PROBLEM DESCRIPTION: The answer must be one number: how many lines in the data below include the string "bytes".

RAW DATA:

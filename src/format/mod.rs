use crate::format::ogm::Page;
use crate::{OgmError, Result};
use std::fs::File;
use std::io::{BufWriter, Write};
use std::path::{Path, PathBuf};

pub mod ogm;

/// Destination for the pages a multiplexer decides to write
pub trait PageSink {
    /// Write one complete page
    fn write_page(&mut self, page: &Page) -> Result<()>;

    /// Flush any buffered bytes
    fn flush(&mut self) -> Result<()> {
        Ok(())
    }
}

impl<T: PageSink + ?Sized> PageSink for Box<T> {
    fn write_page(&mut self, page: &Page) -> Result<()> {
        (**self).write_page(page)
    }

    fn flush(&mut self) -> Result<()> {
        (**self).flush()
    }
}

/// Writes pages to any [`Write`] implementation.
#[derive(Debug)]
pub struct WriteSink<W: Write> {
    inner: W,
    path: Option<PathBuf>,
}

impl<W: Write> WriteSink<W> {
    pub fn new(inner: W) -> Self {
        Self { inner, path: None }
    }

    pub fn into_inner(self) -> W {
        self.inner
    }

    fn wrap(&self, e: std::io::Error) -> OgmError {
        match &self.path {
            Some(path) => OgmError::file(path, e),
            None => OgmError::Io(e),
        }
    }
}

impl WriteSink<BufWriter<File>> {
    /// Creates (or truncates) the file at `path`.
    pub fn create(path: impl AsRef<Path>) -> Result<Self> {
        let path = path.as_ref();
        let file = File::create(path).map_err(|e| OgmError::file(path, e))?;
        Ok(Self {
            inner: BufWriter::new(file),
            path: Some(path.to_path_buf()),
        })
    }
}

impl<W: Write> PageSink for WriteSink<W> {
    fn write_page(&mut self, page: &Page) -> Result<()> {
        self.inner.write_all(&page.data).map_err(|e| self.wrap(e))
    }

    fn flush(&mut self) -> Result<()> {
        self.inner.flush().map_err(|e| self.wrap(e))
    }
}

pub mod tests {
    use super::*;

    /// A sink keeping every page in memory
    #[derive(Debug, Default)]
    pub struct MemorySink {
        pub pages: Vec<Page>,
        pub flushes: usize,
    }

    impl MemorySink {
        pub fn new() -> Self {
            Self::default()
        }

        /// All written pages as one byte stream.
        pub fn bytes(&self) -> Vec<u8> {
            self.pages
                .iter()
                .flat_map(|page| page.data.iter().copied())
                .collect()
        }
    }

    impl PageSink for MemorySink {
        fn write_page(&mut self, page: &Page) -> Result<()> {
            self.pages.push(page.clone());
            Ok(())
        }

        fn flush(&mut self) -> Result<()> {
            self.flushes += 1;
            Ok(())
        }
    }
}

YOUR RESPONSE: 2